Some of these “invisible wall” policies obstruct efficient adjudications, fueling today’s case backlog. For example:

  • In 2017, USCIS rescinded longstanding guidance that directed USCIS personnel to give deference to prior determinations when adjudicating nonimmigrant employment-based extension petitions involving the same position and the same employer. This shift wastes resources and promotes inconsistent decision-making by compelling adjudicators to needlessly reexamine matters already satisfactorily assessed.
  • The Trump administration has overhauled refugee case adjudications, bringing the processing of many of these applications to a virtual standstill.
  • In 2017, USCIS implemented a sweeping new in-person interview requirement for employment-based green card applications and Forms I-730, Refugee/Asylee Relative Petition, without providing meaningful justification.

These shifts, announced and/or implemented in 2017 and early 2018, occurred amid DHS’s broader institution, at President Trump’s direction, of “extreme vetting” security protocols. However, the administration failed to furnish persuasive evidence that existing screening measures were inadequate.

All these changes set the stage for USCIS’s ongoing transformation from the service-oriented benefits agency that Congress intended into a third immigration enforcement component of DHS. This mission shift was further solidified in February 2018, when USCIS eliminated the phrase “nation of immigrants” from its mission statement and ceased referring to applicants and petitioners as “customers.” Since then, several other policy changes and practices have been implemented that highlight the agency’s growing prioritization of immigration enforcement over fair and efficient adjudications. These include:

  • A new “Notice to Appear” policy that threatens to place into deportation proceedings a dramatically higher number of individuals whose applications and petitions are denied.
  • A new measure subjecting foreign students and exchange visitors who inadvertently commit even de minimis status violations to deportation proceedings.
  • “Deportation traps” where ICE has arrested spouses of U.S. citizens who appear at a USCIS office for an interview in connection with their Form I-130, Petition for Alien Relative, which if approved would form the basis for lawful permanent residence.
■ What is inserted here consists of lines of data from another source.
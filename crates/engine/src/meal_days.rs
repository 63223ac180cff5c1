//! Daily meal sheets.
//!
//! A `MealDay` is one date of a month with the meals eaten by each member
//! that day. There is at most one sheet per date and month. The per-member
//! rows live in [`meal_entries`](super::meal_entries).

use chrono::NaiveDate;
use sea_orm::entity::prelude::*;
use uuid::Uuid;

use crate::{DayMeals, EngineError, MealCount, meal_entries, util::parse_uuid};

/// Meals of one member inside a [`MealDay`].
#[derive(Clone, Copy, Debug, PartialEq, Eq)]
pub struct MealEntry {
    pub member_id: Uuid,
    pub meals: DayMeals,
}

#[derive(Clone, Debug, PartialEq, Eq)]
pub struct MealDay {
    pub id: Uuid,
    pub month_id: Uuid,
    pub date: NaiveDate,
    pub entries: Vec<MealEntry>,
}

impl MealDay {
    /// Meals eaten by everybody that day.
    pub fn total(&self) -> MealCount {
        self.entries.iter().map(|entry| entry.meals.total()).sum()
    }
}

#[derive(Clone, Debug, PartialEq, Eq, DeriveEntityModel)]
#[sea_orm(table_name = "meal_days")]
pub struct Model {
    #[sea_orm(primary_key, auto_increment = false)]
    pub id: String,
    pub mess_id: String,
    pub month_id: String,
    pub date: NaiveDate,
}

#[derive(Copy, Clone, Debug, EnumIter, DeriveRelation)]
pub enum Relation {
    #[sea_orm(
        belongs_to = "super::months::Entity",
        from = "Column::MonthId",
        to = "super::months::Column::Id",
        on_update = "NoAction",
        on_delete = "Cascade"
    )]
    Month,
    #[sea_orm(has_many = "super::meal_entries::Entity")]
    Entries,
}

impl Related<super::months::Entity> for Entity {
    fn to() -> RelationDef {
        Relation::Month.def()
    }
}

impl Related<super::meal_entries::Entity> for Entity {
    fn to() -> RelationDef {
        Relation::Entries.def()
    }
}

impl ActiveModelBehavior for ActiveModel {}

impl TryFrom<(Model, Vec<meal_entries::Model>)> for MealDay {
    type Error = EngineError;

    fn try_from((model, entries): (Model, Vec<meal_entries::Model>)) -> Result<Self, Self::Error> {
        let entries = entries
            .into_iter()
            .map(MealEntry::try_from)
            .collect::<Result<Vec<_>, _>>()?;
        Ok(Self {
            id: parse_uuid(&model.id, "meal day")?,
            month_id: parse_uuid(&model.month_id, "month")?,
            date: model.date,
            entries,
        })
    }
}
While USCIS continues to advance policies that divert resources from adjudication to enforcement and slow case processing, it is also decreasing transparency and rolling back services long offered to applicants and their attorneys for inquiring into the status of their cases and the reasons for delays, including:

  • The phase-out of self-scheduled “InfoPass” appointments, which allowed applicants and attorneys to self-schedule in-person meetings with USCIS personnel to discuss processing delays and other case problems. The agency announced that by the end of 2020 it will terminate this self-scheduling option altogether and require individuals to request appointments, which will be provided only in very limited circumstances, through the Customer Contact Center.

Although USCIS offers a “Case Status Online” service, which allows applicants and petitioners to check the status of their cases by typing their case receipt number into an online portal, the information returned is often out of date or inaccurate. Therefore, with new restrictions on InfoPass and the elimination of direct communication with USCIS service centers, the public not only faces extraordinary processing delays, it is also left with limited means for obtaining information and status updates on their cases. USCIS has offered no satisfactory explanation for why it is rolling back these communication channels.